Where to do I start?
Online scholarship sources
Scholarships. By now you’ve probably heard the word a couple hundreds of time. They hold a bit of mystery and they may seem out of your reach. But don’t worry, there are a plethora of scholarships and a lot of them are simpler than you think. To start let’s look at some of the main websites you can find scholarships on:
Each of these websites have their own little quirks. Fastweb will target scholarships based on your strengths, interests, and skills. Additionally, it has a lot of great resources for schools that are within your budget, financial aid tips, and career advice. Scholarships.com will also search for a ton of scholarships and give you tips about colleges and financial aid. Lastly, Zinch is probably one of the most user-friendly and fun databases to use. Zinch will help you find scholarships, remind you about scholarship deadlines, help you with college admissions, and they tell you about several scholarships that almost anyone is eligible for.
Note: it is really hard to get funded through these websites. So why share these with you? Well, they help you start your scholarship research. These sites help you narrow down what scholarships would be best for YOU. It isn’t impossible to get funded through online scholarships. There are actually thousands of scholarships every year that NO ONE applies to. So don’t give up. (There is hope: Yelena Bosovik signed up for 100 scholarships to help pay for her college tuition.)
Do your research and apply for what is right for you.
But don’t just apply online. Here are few other ways to succeed on your quest to find funding.
The most paramount tip I can give you is ask around! Ask counselors, people in your community, and the university you are going to (or are attending) about scholarships. At my university, the incoming freshmen are eligible for a plethora of scholarships. There are scholarships for having a high school GPA of over a 3.5, scholarships for varying income levels, incoming majors, living on-campus, etc. The average freshman comes in with almost half of his/her tuition paid for just from the scholarships through the university. There are also a ton of opportunities in many cities to win scholarships (music, arts, writing, sports, and leadership positions). Don’t be afraid to ask around to find ways to finance your education.
The daunting part: Applying
Don’t let this stress you out! What is the worst thing that could happen? You may not get it. Okay, well you are back to where you started. It’s okay. There are other resources and other scholarships you can apply to. Just don’t give up.
For the formal scholarship
As a general rule you’ll need a few items:
- High school transcript
- Scores from SAT/ACT
- FAFSA Information
Know your FAFSA: You need to fill this out each year or you can lose your funding! Mark on your calendar to fill this out each year so you don’t lose previous scholarships or loans!
- Several people who would write you a good recommendation
- A rough draft of a personal statement
- Include goals for education, career, and personal life
If you are applying to the more formal scholarships, you may be asked to write an essay. These tips will help you write a stellar essay.
Win them with your words | Essay Tips:
- This is a time to tell the world how awesome you are. How often do you get to do that?! Remember you weren’t just in French Club in high school. You were promoting cultural competence and expanding your horizons by becoming immersed in another culture.

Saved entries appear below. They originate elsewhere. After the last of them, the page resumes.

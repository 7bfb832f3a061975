//! Trainer identities used to stamp generated entities, and the file-backed
//! database they are resolved from.

use crate::entity::Entity;
use crate::errors::{ForgeError, ForgeResult};
use schema::{Gender, GameVersion, LanguageId, RecordFormat};
use serde::{Deserialize, Serialize};
use std::fs;
use std::path::Path;
use tracing::{debug, info, warn};

/// Identity of the original trainer an entity is created for.
#[derive(Debug, Clone, PartialEq, Eq, Serialize, Deserialize)]
pub struct TrainerInfo {
    pub ot_name: String,
    pub tid: u16,
    pub sid: u16,
    pub gender: Gender,
    pub language: LanguageId,
    pub game: GameVersion,
    pub generation: u8,
}

impl TrainerInfo {
    pub const DEFAULT_OT: &'static str = "FORGE";
    pub const DEFAULT_TID: u16 = 12345;
    pub const DEFAULT_SID: u16 = 54321;

    /// The built-in trainer for a game.
    pub fn new(game: GameVersion) -> Self {
        TrainerInfo {
            ot_name: Self::DEFAULT_OT.to_string(),
            tid: Self::DEFAULT_TID,
            sid: Self::DEFAULT_SID,
            gender: Gender::Male,
            language: LanguageId::English,
            game,
            generation: game.generation(),
        }
    }

    pub fn with_language(mut self, language: LanguageId) -> Self {
        self.language = language;
        self
    }

    /// Trainer details carried by an entity that has an origin game.
    pub fn from_entity(entity: &Entity) -> Option<Self> {
        let game = entity.version?;
        if entity.ot_name.is_empty() {
            return None;
        }
        Some(TrainerInfo {
            ot_name: entity.ot_name.clone(),
            tid: entity.tid,
            sid: entity.sid,
            gender: Gender::Male,
            language: entity.language,
            game,
            generation: game.generation(),
        })
    }

    /// Record layout entities created for this trainer use.
    pub fn format(&self) -> RecordFormat {
        RecordFormat::for_game(self.generation, self.game)
    }
}

/// Registered trainers, kept in insertion order.
#[derive(Debug, Clone, Default)]
pub struct TrainerDatabase {
    entries: Vec<TrainerInfo>,
}

impl TrainerDatabase {
    pub fn register(&mut self, trainer: TrainerInfo) {
        self.entries.push(trainer);
    }

    pub fn clear(&mut self) {
        self.entries.clear();
    }

    pub fn len(&self) -> usize {
        self.entries.len()
    }

    pub fn is_empty(&self) -> bool {
        self.entries.is_empty()
    }

    /// First trainer for `version`, preferring one with the requested language.
    pub fn get_trainer(
        &self,
        version: GameVersion,
        language: Option<LanguageId>,
    ) -> Option<&TrainerInfo> {
        self.first_matching(|t| t.game == version, language)
    }

    /// First trainer from `generation`, preferring one with the requested language.
    pub fn get_trainer_from_generation(
        &self,
        generation: u8,
        language: Option<LanguageId>,
    ) -> Option<&TrainerInfo> {
        self.first_matching(|t| t.generation == generation, language)
    }

    fn first_matching(
        &self,
        predicate: impl Fn(&TrainerInfo) -> bool,
        language: Option<LanguageId>,
    ) -> Option<&TrainerInfo> {
        if let Some(language) = language {
            let exact = self
                .entries
                .iter()
                .find(|t| predicate(t) && t.language == language);
            if exact.is_some() {
                return exact;
            }
        }
        self.entries.iter().find(|t| predicate(t))
    }
}

/// Trainer resolution: database lookups with a fallback chain ending in a
/// built-in default for the generation tier.
#[derive(Debug, Clone, Default)]
pub struct TrainerSettings {
    database: TrainerDatabase,
}

impl TrainerSettings {
    /// Build settings from a directory of entity files.
    pub fn from_path(path: &Path) -> ForgeResult<Self> {
        let mut settings = Self::default();
        settings.load_from_path(path)?;
        Ok(settings)
    }

    pub fn database(&self) -> &TrainerDatabase {
        &self.database
    }

    pub fn register(&mut self, trainer: TrainerInfo) {
        self.database.register(trainer);
    }

    /// Register the trainer of every decodable entity file under `path`.
    /// A missing directory registers nothing. Returns the number registered.
    pub fn load_from_path(&mut self, path: &Path) -> ForgeResult<usize> {
        if !path.is_dir() {
            debug!(path = %path.display(), "Trainer directory not found, skipping");
            return Ok(0);
        }

        let mut files = Vec::new();
        collect_files(path, &mut files)?;
        files.sort();

        let mut registered = 0;
        for file in files {
            match read_entity_file(&file) {
                Ok(entity) => match TrainerInfo::from_entity(&entity) {
                    Some(trainer) => {
                        self.database.register(trainer);
                        registered += 1;
                    }
                    None => warn!(file = %file.display(), "Entity has no trainer details"),
                },
                Err(e) => warn!(file = %file.display(), error = %e, "Skipping unreadable entity file"),
            }
        }

        info!(registered, path = %path.display(), "Loaded trainer database");
        Ok(registered)
    }

    /// Built-in trainer for a generation tier.
    pub fn default_for_generation(generation: u8, language: Option<LanguageId>) -> TrainerInfo {
        let game = if generation > 7 {
            GameVersion::Sword
        } else {
            GameVersion::UltraMoon
        };
        Self::default_for_version(game, language)
    }

    /// Built-in trainer for a specific version.
    pub fn default_for_version(version: GameVersion, language: Option<LanguageId>) -> TrainerInfo {
        let trainer = TrainerInfo::new(version);
        match language {
            Some(language) => trainer.with_language(language),
            None => trainer,
        }
    }

    /// Resolve a trainer for a version/generation.
    ///
    /// Order: exact version (+language) in the database, then everything
    /// [`Self::get_generation_trainer_data`] tries.
    pub fn get_saved_trainer_data(
        &self,
        version: GameVersion,
        generation: u8,
        fallback: Option<&TrainerInfo>,
        language: Option<LanguageId>,
    ) -> TrainerInfo {
        if let Some(trainer) = self.database.get_trainer(version, language) {
            return trainer.clone();
        }
        self.get_generation_trainer_data(generation, version, fallback, language)
    }

    /// Resolve a trainer by generation only: the first registered trainer of
    /// `generation` (+language) unless `version` is a fringe title, then
    /// `fallback` when its language fits, then the built-in default.
    pub fn get_generation_trainer_data(
        &self,
        generation: u8,
        version: GameVersion,
        fallback: Option<&TrainerInfo>,
        language: Option<LanguageId>,
    ) -> TrainerInfo {
        let fringe = version.is_fringe();
        if !fringe {
            if let Some(trainer) = self.database.get_trainer_from_generation(generation, language) {
                return trainer.clone();
            }
        }

        if let Some(fallback) = fallback {
            if language.map_or(true, |lang| lang == fallback.language) {
                return fallback.clone();
            }
        }

        if fringe {
            Self::default_for_version(version, language)
        } else {
            Self::default_for_generation(generation, language)
        }
    }

    /// Trainer for re-creating `entity`, using its current format when it
    /// has been transferred away from its origin generation.
    pub fn for_entity(
        &self,
        entity: &Entity,
        template_save: &TrainerInfo,
        language: Option<LanguageId>,
    ) -> TrainerInfo {
        let format = entity.generation();
        match (entity.version, entity.origin_generation()) {
            (Some(version), Some(origin)) if origin == format => {
                self.get_saved_trainer_data(version, origin, Some(template_save), language)
            }
            _ => self.get_generation_trainer_data(
                format,
                template_save.game,
                Some(template_save),
                language,
            ),
        }
    }
}

fn collect_files(dir: &Path, files: &mut Vec<std::path::PathBuf>) -> ForgeResult<()> {
    let entries = fs::read_dir(dir).map_err(|e| ForgeError::io(dir, e))?;
    for entry in entries {
        let entry = entry.map_err(|e| ForgeError::io(dir, e))?;
        let path = entry.path();
        if path.is_dir() {
            collect_files(&path, files)?;
        } else {
            files.push(path);
        }
    }
    Ok(())
}

/// Decode one postcard-encoded entity file.
pub fn read_entity_file(path: &Path) -> ForgeResult<Entity> {
    let bytes = fs::read(path).map_err(|e| ForgeError::io(path, e))?;
    Ok(postcard::from_bytes(&bytes)?)
}

/// Encode one entity to a postcard file.
pub fn write_entity_file(path: &Path, entity: &Entity) -> ForgeResult<()> {
    let bytes = postcard::to_allocvec(entity)?;
    fs::write(path, bytes).map_err(|e| ForgeError::io(path, e))
}

#[cfg(test)]
mod tests {
    use super::*;
    use pretty_assertions::assert_eq;
    use rstest::rstest;

    fn trainer(name: &str, game: GameVersion, language: LanguageId) -> TrainerInfo {
        let mut trainer = TrainerInfo::new(game).with_language(language);
        trainer.ot_name = name.to_string();
        trainer
    }

    fn populated() -> TrainerSettings {
        let mut settings = TrainerSettings::default();
        settings.register(trainer("Ash", GameVersion::Sword, LanguageId::English));
        settings.register(trainer("Satoshi", GameVersion::Sword, LanguageId::Japanese));
        settings.register(trainer("Hop", GameVersion::Shield, LanguageId::French));
        settings.register(trainer("Dawn", GameVersion::BrilliantDiamond, LanguageId::English));
        settings
    }

    #[rstest]
    #[case(GameVersion::Sword, 8, Some(LanguageId::Japanese), "Satoshi")]
    #[case(GameVersion::Sword, 8, Some(LanguageId::German), "Ash")]
    #[case(GameVersion::Sword, 8, None, "Ash")]
    #[case(GameVersion::Shield, 8, Some(LanguageId::French), "Hop")]
    #[case(GameVersion::Shield, 8, Some(LanguageId::English), "Hop")]
    #[case(GameVersion::LegendsArceus, 8, Some(LanguageId::English), TrainerInfo::DEFAULT_OT)]
    #[case(GameVersion::UltraSun, 7, None, TrainerInfo::DEFAULT_OT)]
    fn test_resolution_chain(
        #[case] version: GameVersion,
        #[case] generation: u8,
        #[case] language: Option<LanguageId>,
        #[case] expected: &str,
    ) {
        let settings = populated();
        let resolved = settings.get_saved_trainer_data(version, generation, None, language);
        assert_eq!(resolved.ot_name, expected);
    }

    #[test]
    fn test_generation_lookup_uses_registration_order() {
        let settings = populated();
        let resolved =
            settings.get_saved_trainer_data(GameVersion::BrilliantDiamond, 8, None, None);
        assert_eq!(resolved.ot_name, "Dawn");

        // Shining Pearl is fringe, so the Sword trainers are never borrowed
        let resolved = settings.get_saved_trainer_data(GameVersion::ShiningPearl, 8, None, None);
        assert_eq!(resolved.game, GameVersion::ShiningPearl);
        assert_eq!(resolved.ot_name, TrainerInfo::DEFAULT_OT);
    }

    #[test]
    fn test_fallback_used_only_when_language_fits() {
        let settings = TrainerSettings::default();
        let save = trainer("Save", GameVersion::Crystal, LanguageId::Italian);

        let resolved = settings.get_saved_trainer_data(
            GameVersion::Crystal,
            2,
            Some(&save),
            Some(LanguageId::Italian),
        );
        assert_eq!(resolved, save);

        let resolved = settings.get_saved_trainer_data(
            GameVersion::Crystal,
            2,
            Some(&save),
            Some(LanguageId::Korean),
        );
        assert_eq!(resolved.game, GameVersion::UltraMoon);
        assert_eq!(resolved.language, LanguageId::Korean);
    }

    #[rstest]
    #[case::transferred(RecordFormat::Pk8, Some(GameVersion::UltraMoon), "GenFirst")]
    #[case::no_origin(RecordFormat::Pk8, None, "GenFirst")]
    #[case::native(RecordFormat::Pk8, Some(GameVersion::Sword), "VerLater")]
    #[case::transferred_without_trainer(RecordFormat::Pk7, Some(GameVersion::Crystal), "Save")]
    fn test_for_entity_trainer(
        #[case] format: RecordFormat,
        #[case] version: Option<GameVersion>,
        #[case] expected: &str,
    ) {
        let mut settings = TrainerSettings::default();
        settings.register(trainer("GenFirst", GameVersion::Shield, LanguageId::English));
        settings.register(trainer("VerLater", GameVersion::Sword, LanguageId::English));
        let save = trainer("Save", GameVersion::Sword, LanguageId::English);

        let mut entity = Entity::blank(format);
        entity.species = schema::Species::PIKACHU;
        entity.version = version;

        let resolved = settings.for_entity(&entity, &save, None);
        assert_eq!(resolved.ot_name, expected);
    }

    #[test]
    fn test_database_clear() {
        let mut database = TrainerDatabase::default();
        database.register(trainer("Ash", GameVersion::Sword, LanguageId::English));
        assert_eq!(database.len(), 1);

        database.clear();
        assert!(database.is_empty());
        assert_eq!(database.get_trainer(GameVersion::Sword, None), None);
    }

    #[test]
    fn test_default_tiers() {
        assert_eq!(
            TrainerSettings::default_for_generation(8, None).game,
            GameVersion::Sword
        );
        assert_eq!(
            TrainerSettings::default_for_generation(3, None).game,
            GameVersion::UltraMoon
        );
    }

    #[test]
    fn test_load_from_path_skips_garbage_files() {
        let dir = tempfile::tempdir().expect("temp dir");
        let nested = dir.path().join("swsh");
        fs::create_dir_all(&nested).expect("nested dir");

        let mut entity = Entity::blank(RecordFormat::Pk8);
        entity.species = schema::Species::PIKACHU;
        entity.apply_trainer(&trainer("Leon", GameVersion::Sword, LanguageId::English));
        write_entity_file(&nested.join("leon.pk8"), &entity).expect("write entity");
        fs::write(dir.path().join("notes.txt"), b"\xff\xff\xff").expect("write garbage");

        let settings = TrainerSettings::from_path(dir.path()).expect("load");
        assert_eq!(settings.database().len(), 1);
        let resolved = settings.get_saved_trainer_data(GameVersion::Sword, 8, None, None);
        assert_eq!(resolved.ot_name, "Leon");
    }

    #[test]
    fn test_missing_directory_registers_nothing() {
        let mut settings = TrainerSettings::default();
        let registered = settings
            .load_from_path(Path::new("/definitely/not/a/trainer/dir"))
            .expect("missing directory is not an error");
        assert_eq!(registered, 0);
    }
}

2. Tie in your goals with the university goals/scholarship goals
- Do you take part in sustainable ventures and your school or scholarship is about promoting green initiatives? Write about it! Have you already started to expand your education before college (shadowing professionals, workshops, etc.)? Perfect, scholarship committees love that!
3. Don’t be afraid to dream big
- So you’re about to be in college, and you’re 18 and have no clue where you’ll be in four years let alone some major you’re going to pick. That’s okay too. You’ll probably switch your major. It’s part of the college experience. So use this time to dream big on what you want to do. Do you want to study abroad in Thailand and learn about mosquito prevention methods? If it is even on your radar, let the scholarship committee know. One caveat to this tip is keep to a theme. Don’t say you want to be a doctor for two years, then an airplane pilot for a year, a teacher the next year, an explorer for a while, and then a shoe repair woman after. While you would lead one of the most fascinating lives if you stuck to this plan, nothing kills an essay more than when a student writes that they have no idea what they want to do in college or are simply confused as to why/where they are even going.
Food for thought: Don’t get hung up on the word “scholarship”. Money is money, and it can be found in various ways. One of my roommates submitted a short story to a local contest and won $2,500 for it, and another one of my guy friends entered a cannoli eating contest and won $1,000 that went to pay for his books. Random ways to get money, but they all add up!
Also don’t forget about companies like UChic, who fund young women through product sales.
Maybe you will try your hand at eating cannoli’s and karaoke contests. Or maybe you will work really hard at signing up for as many formal scholarships as possible. Either way, you’ve got this. Now all you have to do is get started!